Tea can lower ‘bad’ cholesterol levels. Researchers at the Beltsville Human Nutrition Research Center in Beltsville, Maryland, asked test subjects to eat low-fat, low-calorie prepared meals and drink five cups of caffeinated tea or caffeinated and non-caffeinated placebos that mimicked the look of tea. Levels of low-density lipoprotein (LDL) cholesterol dropped 10 percent among the test subjects who drank tea.

 – Heart Disease

Drinking black tea may lower the risk of heart disease because it prevents blood from clumping and forming clots. In a recent study, researchers found that while drinking black tea, the participants had lower levels of the blood protein associated with coagulation.

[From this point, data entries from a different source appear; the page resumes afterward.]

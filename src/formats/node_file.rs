//! `.osrm` — internal nodes and deduplicated node-based edges.

use std::path::Path;

use anyhow::Result;

use super::fingerprint::{RecordReader, RecordWriter};
use crate::extractor::graph_builder::{InternalNode, NodeBasedEdge};
use crate::geo::Coordinate;
use crate::types::{RoadClassification, RoadPriority, TravelMode};

const FINGERPRINT: [u8; 4] = *b"WMRK";
const VERSION: u16 = 1;

const FLAG_FORWARD: u8 = 1 << 0;
const FLAG_BACKWARD: u8 = 1 << 1;
const FLAG_ROUNDABOUT: u8 = 1 << 2;
const FLAG_STARTPOINT: u8 = 1 << 3;
const FLAG_SPLIT: u8 = 1 << 4;

const NODE_FLAG_BARRIER: u8 = 1 << 0;
const NODE_FLAG_SIGNAL: u8 = 1 << 1;

const CLASS_FLAG_LINK: u8 = 1 << 0;
const CLASS_FLAG_MOTORWAY: u8 = 1 << 1;
const CLASS_FLAG_RAMP: u8 = 1 << 2;

fn pack_classification(classification: &RoadClassification) -> [u8; 2] {
    let mut flags = 0u8;
    if classification.link {
        flags |= CLASS_FLAG_LINK;
    }
    if classification.motorway {
        flags |= CLASS_FLAG_MOTORWAY;
    }
    if classification.ramp {
        flags |= CLASS_FLAG_RAMP;
    }
    [classification.priority as u8, flags]
}

fn unpack_classification(bytes: [u8; 2]) -> RoadClassification {
    let priority = match bytes[0] {
        0 => RoadPriority::Motorway,
        2 => RoadPriority::Trunk,
        4 => RoadPriority::Primary,
        6 => RoadPriority::Secondary,
        8 => RoadPriority::Tertiary,
        10 => RoadPriority::MainResidential,
        11 => RoadPriority::SideResidential,
        12 => RoadPriority::Link,
        14 => RoadPriority::Service,
        16 => RoadPriority::Ferry,
        18 => RoadPriority::Path,
        _ => RoadPriority::Unknown,
    };
    RoadClassification {
        priority,
        link: bytes[1] & CLASS_FLAG_LINK != 0,
        motorway: bytes[1] & CLASS_FLAG_MOTORWAY != 0,
        ramp: bytes[1] & CLASS_FLAG_RAMP != 0,
    }
}

pub fn write<P: AsRef<Path>>(
    path: P,
    nodes: &[InternalNode],
    edges: &[NodeBasedEdge],
) -> Result<()> {
    let mut writer = RecordWriter::create(path, FINGERPRINT, VERSION)?;

    writer.write_u32(nodes.len() as u32)?;
    for node in nodes {
        writer.write_i32(node.coordinate.lon)?;
        writer.write_i32(node.coordinate.lat)?;
        writer.write_i64(node.osm_id)?;
        let mut flags = 0u8;
        if node.barrier {
            flags |= NODE_FLAG_BARRIER;
        }
        if node.traffic_signal {
            flags |= NODE_FLAG_SIGNAL;
        }
        writer.write_u8(flags)?;
    }

    writer.write_u32(edges.len() as u32)?;
    for edge in edges {
        writer.write_u32(edge.source)?;
        writer.write_u32(edge.target)?;
        writer.write_i32(edge.weight)?;
        writer.write_u32(edge.name_id)?;
        writer.write_u32(edge.lane_description_id)?;
        writer.write_u8(edge.travel_mode as u8)?;
        let mut flags = 0u8;
        if edge.forward {
            flags |= FLAG_FORWARD;
        }
        if edge.backward {
            flags |= FLAG_BACKWARD;
        }
        if edge.roundabout {
            flags |= FLAG_ROUNDABOUT;
        }
        if edge.startpoint {
            flags |= FLAG_STARTPOINT;
        }
        if edge.is_split {
            flags |= FLAG_SPLIT;
        }
        writer.write_u8(flags)?;
        writer.write_bytes(&pack_classification(&edge.classification))?;
    }

    writer.finish()
}

pub fn read<P: AsRef<Path>>(path: P) -> Result<(Vec<InternalNode>, Vec<NodeBasedEdge>)> {
    let mut reader = RecordReader::open(path, FINGERPRINT, VERSION)?;

    let node_count = reader.read_u32()? as usize;
    let mut nodes = Vec::with_capacity(node_count);
    for _ in 0..node_count {
        let lon = reader.read_i32()?;
        let lat = reader.read_i32()?;
        let osm_id = reader.read_i64()?;
        let flags = reader.read_u8()?;
        nodes.push(InternalNode {
            coordinate: Coordinate::new(lon, lat),
            osm_id,
            barrier: flags & NODE_FLAG_BARRIER != 0,
            traffic_signal: flags & NODE_FLAG_SIGNAL != 0,
        });
    }

    let edge_count = reader.read_u32()? as usize;
    let mut edges = Vec::with_capacity(edge_count);
    for _ in 0..edge_count {
        let source = reader.read_u32()?;
        let target = reader.read_u32()?;
        let weight = reader.read_i32()?;
        let name_id = reader.read_u32()?;
        let lane_description_id = reader.read_u32()?;
        let travel_mode = TravelMode::from_u8(reader.read_u8()?);
        let flags = reader.read_u8()?;
        let mut class_bytes = [0u8; 2];
        reader.read_bytes(&mut class_bytes)?;
        edges.push(NodeBasedEdge {
            source,
            target,
            weight,
            forward: flags & FLAG_FORWARD != 0,
            backward: flags & FLAG_BACKWARD != 0,
            name_id,
            travel_mode,
            lane_description_id,
            roundabout: flags & FLAG_ROUNDABOUT != 0,
            startpoint: flags & FLAG_STARTPOINT != 0,
            is_split: flags & FLAG_SPLIT != 0,
            classification: unpack_classification(class_bytes),
        });
    }

    reader.finish()?;
    Ok((nodes, edges))
}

 Better to be deprived of food for three days than tea for one,Ó says a Chinese proverb. Research is showing it may just be true. Dr. Kenneth Mukamal of Boston’s Beth Israel Deaconess Medical Center reported that out of 1,900 heart-attack patients, those who drank two or more cups a day reduced their risks of dying over the next 3.8 years by 44 percent.

 – Weight Loss

Trying to lose weight? Reach for a cup of green tea instead of a diet beverage. Compared to the placebo and caffeine, green tea extract consumption produced a significant 4% increase in 24-hour energy expenditure. If you consume 2,000 calories per day and don’t gain or lose weight (you’re in energy balance), an increase of 4% would translate roughly into an 80-calorie daily difference. Over a year, this could result in 89 pounds of weight loss.

 Recent evidence shows that in the battle of fat loss, green tea may be superior to plain caffeine. According to a new study, green tea appears to accelerate calorie burning – including fat calories. Researchers suggest compounds in green tea called flavonoids may change how the body uses a hormone called norepinephrine, which then speeds the rate calories are burned.

 To sum it up – by drinking 2-4 cups a day of tea, you can reap in the numerous curative and preventive tea benefits.